Instructions for the task => Nothing other than an exact copy of the records should be returned.

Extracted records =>
********************

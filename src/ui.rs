use crate::types::{CommandSuggestion, RiskLevel};
use crossterm::{
    event::{self, Event, KeyCode, KeyEventKind, KeyModifiers},
    style::{Color, Stylize},
    terminal,
};
use std::io::{self, BufRead, IsTerminal, Write};

const PANEL_WIDTH: usize = 64;

#[derive(Debug, Clone, Copy, PartialEq, Eq)]
pub enum Tone {
    Info,
    Success,
    Warning,
    Error,
    Dim,
}

/// Everything the assistant shows to, or asks of, the operator.
pub trait Console {
    fn say(&mut self, tone: Tone, message: &str);

    fn show_suggestion(&mut self, persona: &str, suggestion: &CommandSuggestion);

    fn high_risk_banner(&mut self);

    /// Ask a yes/no question. `None` means the operator interrupted.
    fn confirm(&mut self, question: &str, default: bool) -> Option<bool>;

    fn table(&mut self, title: &str, headers: &[&str], rows: &[Vec<String>]);

    fn show_file(&mut self, title: &str, content: &str);

    fn prompt(&mut self, text: &str);
}

pub fn risk_color(level: &RiskLevel) -> Color {
    match level {
        RiskLevel::Low => Color::Green,
        RiskLevel::Medium => Color::Yellow,
        RiskLevel::High => Color::Red,
        RiskLevel::Unrecognized(_) => Color::White,
    }
}

pub fn parse_answer(line: &str, default: bool) -> bool {
    match line.trim().to_lowercase().as_str() {
        "" => default,
        "y" | "yes" => true,
        _ => false,
    }
}

#[derive(Debug, Default)]
pub struct TerminalConsole;

impl TerminalConsole {
    pub fn new() -> Self {
        Self
    }

    fn confirm_raw(&self, default: bool) -> Option<bool> {
        let answer = loop {
            match event::read() {
                Ok(Event::Key(k)) if k.kind == KeyEventKind::Press => match k.code {
                    KeyCode::Char('c') if k.modifiers.contains(KeyModifiers::CONTROL) => {
                        break None
                    }
                    KeyCode::Enter => break Some(default),
                    KeyCode::Char('y') | KeyCode::Char('Y') => break Some(true),
                    KeyCode::Char('n') | KeyCode::Char('N') | KeyCode::Char('q') | KeyCode::Esc => {
                        break Some(false)
                    }
                    _ => {}
                },
                Ok(_) => {}
                Err(_) => break None,
            }
        };
        terminal::disable_raw_mode().ok();
        answer
    }

    fn confirm_line(&self, default: bool) -> Option<bool> {
        let mut input = String::new();
        match io::stdin().lock().read_line(&mut input) {
            Ok(0) | Err(_) => None,
            Ok(_) => Some(parse_answer(&input, default)),
        }
    }
}

impl Console for TerminalConsole {
    fn say(&mut self, tone: Tone, message: &str) {
        let styled = match tone {
            Tone::Info => message.cyan(),
            Tone::Success => message.green(),
            Tone::Warning => message.yellow(),
            Tone::Error => message.red(),
            Tone::Dim => message.dim(),
        };
        println!("{}", styled);
    }

    fn show_suggestion(&mut self, persona: &str, suggestion: &CommandSuggestion) {
        let color = risk_color(&suggestion.risk_level);
        let title = format!(" {} Assistant ", persona.to_uppercase());
        let rule = "─".repeat(PANEL_WIDTH.saturating_sub(title.chars().count() + 2));

        println!("{}{}{}", "╭─".with(color), title.bold(), rule.with(color));
        let bar = "│".with(color);
        println!("{} {} {}", bar, "💻 Command:".bold(), suggestion.command.as_str().with(color).bold());
        println!("{}", bar);
        println!("{} {} {}", bar, "📝 Explanation:".bold(), suggestion.explanation);
        println!("{}", bar);
        println!(
            "{} {} {}",
            bar,
            "⚠️  Risk Level:".bold(),
            suggestion.risk_level.to_string().to_uppercase().with(color).bold()
        );
        if !suggestion.alternatives.is_empty() {
            println!("{}", bar);
            println!("{} {}", bar, "🔄 Alternatives:".bold());
            for alt in &suggestion.alternatives {
                println!("{}   • {}", bar, alt.as_str().cyan());
            }
        }
        println!("{}", format!("╰{}", "─".repeat(PANEL_WIDTH - 1)).with(color));
    }

    fn high_risk_banner(&mut self) {
        println!();
        println!("{}", "🚨 HIGH RISK COMMAND DETECTED!".red().bold());
        println!("{}", "This command could potentially harm your system or data.".red());
    }

    fn confirm(&mut self, question: &str, default: bool) -> Option<bool> {
        let hint = if default { "[Y/n]" } else { "[y/N]" };
        print!("\n{} {} ", question.bold(), hint.dim());
        io::stdout().flush().ok();

        let answer = if io::stdin().is_terminal() && terminal::enable_raw_mode().is_ok() {
            let answer = self.confirm_raw(default);
            println!(
                "{}",
                match answer {
                    Some(true) => "yes",
                    Some(false) => "no",
                    None => "^C",
                }
            );
            answer
        } else {
            self.confirm_line(default)
        };
        tracing::debug!(?answer, default, "confirmation answered");
        answer
    }

    fn table(&mut self, title: &str, headers: &[&str], rows: &[Vec<String>]) {
        let mut widths: Vec<usize> = headers.iter().map(|h| h.chars().count()).collect();
        for row in rows {
            for (i, cell) in row.iter().enumerate().take(widths.len()) {
                widths[i] = widths[i].max(cell.chars().count());
            }
        }

        println!("{}", title.bold());
        let header = headers
            .iter()
            .zip(&widths)
            .map(|(h, w)| format!("{:<w$}", h, w = *w))
            .collect::<Vec<_>>()
            .join("  ");
        println!("{}", header.bold());
        for row in rows {
            let line = row
                .iter()
                .zip(&widths)
                .map(|(c, w)| format!("{:<w$}", c, w = *w))
                .collect::<Vec<_>>()
                .join("  ");
            println!("{}", line.trim_end());
        }
    }

    fn show_file(&mut self, title: &str, content: &str) {
        println!("{}", format!("📄 {}", title).blue().bold());
        let lines: Vec<&str> = content.lines().collect();
        let width = lines.len().max(1).to_string().len();
        for (i, line) in lines.iter().enumerate() {
            println!("{} {}", format!("{:>width$}", i + 1, width = width).dim(), line);
        }
    }

    fn prompt(&mut self, text: &str) {
        print!("{}", text);
        io::stdout().flush().ok();
    }
}

pub fn print_banner() {
    println!("{} {}{}", "🤖".green(), "groq-cli".cyan().bold(), " - AI Command Assistant".dim());
    println!();
    println!("{} {}", "🎭 Personas:".yellow().bold(), "linux • windows • macos • devops • developer • security".cyan());
    println!("{} {}", "📁 Files:".yellow().bold(), "/files • /cd • /read • /write".cyan());
    println!("{} {}", "🔧 Tools:".yellow().bold(), "/apps • /debug • /persona • /help".cyan());
    println!("{} {}", "💬 Usage:".yellow().bold(), "Type requests naturally or use /slash commands".dim());
    println!();
}

pub fn prompt_text(cwd: &std::path::Path) -> String {
    let name = cwd
        .file_name()
        .map(|n| n.to_string_lossy().to_string())
        .unwrap_or_else(|| "/".to_string());
    format!("{} {} {} ", "groq-cli".cyan(), name.dim(), "❯".white().bold())
}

********************

Reply =>
filename src/ui.rs
use crate::types::{CommandSuggestion, RiskLevel};
use crossterm::{
    event::{self, Event, KeyCode, KeyEventKind, KeyModifiers},
    style::{Color, Stylize},
    terminal,
};
use std::io::{self, BufRead, IsTerminal, Write};

const PANEL_WIDTH: usize = 64;

#[derive(Debug, Clone, Copy, PartialEq, Eq)]
pub enum Tone {
    Info,
    Success,
    Warning,
    Error,
    Dim,
}

/// Everything the assistant shows to, or asks of, the operator.
pub trait Console {
    fn say(&mut self, tone: Tone, message: &str);

    fn show_suggestion(&mut self, persona: &str, suggestion: &CommandSuggestion);

    fn high_risk_banner(&mut self);

    /// Ask a yes/no question. `None` means the operator interrupted.
    fn confirm(&mut self, question: &str, default: bool) -> Option<bool>;

    fn table(&mut self, title: &str, headers: &[&str], rows: &[Vec<String>]);

    fn show_file(&mut self, title: &str, content: &str);

    fn prompt(&mut self, text: &str);
}

pub fn risk_color(level: &RiskLevel) -> Color {
    match level {
        RiskLevel::Low => Color::Green,
        RiskLevel::Medium => Color::Yellow,
        RiskLevel::High => Color::Red,
        RiskLevel::Unrecognized(_) => Color::White,
    }
}

pub fn parse_answer(line: &str, default: bool) -> bool {
    match line.trim().to_lowercase().as_str() {
        "" => default,
        "y" | "yes" => true,
        _ => false,
    }
}

#[derive(Debug, Default)]
pub struct TerminalConsole;

impl TerminalConsole {
    pub fn new() -> Self {
        Self
    }

    fn confirm_raw(&self, default: bool) -> Option<bool> {
        let answer = loop {
            match event::read() {
                Ok(Event::Key(k)) if k.kind == KeyEventKind::Press => match k.code {
                    KeyCode::Char('c') if k.modifiers.contains(KeyModifiers::CONTROL) => {
                        break None
                    }
                    KeyCode::Enter => break Some(default),
                    KeyCode::Char('y') | KeyCode::Char('Y') => break Some(true),
                    KeyCode::Char('n') | KeyCode::Char('N') | KeyCode::Char('q') | KeyCode::Esc => {
                        break Some(false)
                    }
                    _ => {}
                },
                Ok(_) => {}
                Err(_) => break None,
            }
        };
        terminal::disable_raw_mode().ok();
        answer
    }

    fn confirm_line(&self, default: bool) -> Option<bool> {
        let mut input = String::new();
        match io::stdin().lock().read_line(&mut input) {
            Ok(0) | Err(_) => None,
            Ok(_) => Some(parse_answer(&input, default)),
        }
    }
}

impl Console for TerminalConsole {
    fn say(&mut self, tone: Tone, message: &str) {
        let styled = match tone {
            Tone::Info => message.cyan(),
            Tone::Success => message.green(),
            Tone::Warning => message.yellow(),
            Tone::Error => message.red(),
            Tone::Dim => message.dim(),
        };
        println!("{}", styled);
    }

    fn show_suggestion(&mut self, persona: &str, suggestion: &CommandSuggestion) {
        let color = risk_color(&suggestion.risk_level);
        let title = format!(" {} Assistant ", persona.to_uppercase());
        let rule = "─".repeat(PANEL_WIDTH.saturating_sub(title.chars().count() + 2));

        println!("{}{}{}", "╭─".with(color), title.bold(), rule.with(color));
        let bar = "│".with(color);
        println!("{} {} {}", bar, "💻 Command:".bold(), suggestion.command.as_str().with(color).bold());
        println!("{}", bar);
        println!("{} {} {}", bar, "📝 Explanation:".bold(), suggestion.explanation);
        println!("{}", bar);
        println!(
            "{} {} {}",
            bar,
            "⚠️  Risk Level:".bold(),
            suggestion.risk_level.to_string().to_uppercase().with(color).bold()
        );
        if !suggestion.alternatives.is_empty() {
            println!("{}", bar);
            println!("{} {}", bar, "🔄 Alternatives:".bold());
            for alt in &suggestion.alternatives {
                println!("{}   • {}", bar, alt.as_str().cyan());
            }
        }
        println!("{}", format!("╰{}", "─".repeat(PANEL_WIDTH - 1)).with(color));
    }

    fn high_risk_banner(&mut self) {
        println!();
        println!("{}", "🚨 HIGH RISK COMMAND DETECTED!".red().bold());
        println!("{}", "This command could potentially harm your system or data.".red());
    }

    fn confirm(&mut self, question: &str, default: bool) -> Option<bool> {
        let hint = if default { "[Y/n]" } else { "[y/N]" };
        print!("\n{} {} ", question.bold(), hint.dim());
        io::stdout().flush().ok();

        let answer = if io::stdin().is_terminal() && terminal::enable_raw_mode().is_ok() {
            let answer = self.confirm_raw(default);
            println!(
                "{}",
                match answer {
                    Some(true) => "yes",
                    Some(false) => "no",
                    None => "^C",
                }
            );
            answer
        } else {
            self.confirm_line(default)
        };
        tracing::debug!(?answer, default, "confirmation answered");
        answer
    }

    fn table(&mut self, title: &str, headers: &[&str], rows: &[Vec<String>]) {
        let mut widths: Vec<usize> = headers.iter().map(|h| h.chars().count()).collect();
        for row in rows {
            for (i, cell) in row.iter().enumerate().take(widths.len()) {
                widths[i] = widths[i].max(cell.chars().count());
            }
        }

        println!("{}", title.bold());
        let header = headers
            .iter()
            .zip(&widths)
            .map(|(h, w)| format!("{:<w$}", h, w = *w))
            .collect::<Vec<_>>()
            .join("  ");
        println!("{}", header.bold());
        for row in rows {
            let line = row
                .iter()
                .zip(&widths)
                .map(|(c, w)| format!("{:<w$}", c, w = *w))
                .collect::<Vec<_>>()
                .join("  ");
            println!("{}", line.trim_end());
        }
    }

    fn show_file(&mut self, title: &str, content: &str) {
        println!("{}", format!("📄 {}", title).blue().bold());
        let lines: Vec<&str> = content.lines().collect();
        let width = lines.len().max(1).to_string().len();
        for (i, line) in lines.iter().enumerate() {
            println!("{} {}", format!("{:>width$}", i + 1, width = width).dim(), line);
        }
    }

    fn prompt(&mut self, text: &str) {
        print!("{}", text);
        io::stdout().flush().ok();
    }
}

pub fn print_banner() {
    println!("{} {}{}", "🤖".green(), "groq-cli".cyan().bold(), " - AI Command Assistant".dim());
    println!();
    println!("{} {}", "🎭 Personas:".yellow().bold(), "linux • windows • macos • devops • developer • security".cyan());
    println!("{} {}", "📁 Files:".yellow().bold(), "/files • /cd • /read • /write".cyan());
    println!("{} {}", "🔧 Tools:".yellow().bold(), "/apps • /debug • /persona • /help".cyan());
    println!("{} {}", "💬 Usage:".yellow().bold(), "Type requests naturally or use /slash commands".dim());
    println!();
}

pub fn prompt_text(cwd: &std::path::Path) -> String {
    let name = cwd
        .file_name()
        .map(|n| n.to_string_lossy().to_string())
        .unwrap_or_else(|| "/".to_string());
    format!("{} {} {} ", "groq-cli".cyan(), name.dim(), "❯".white().bold())
}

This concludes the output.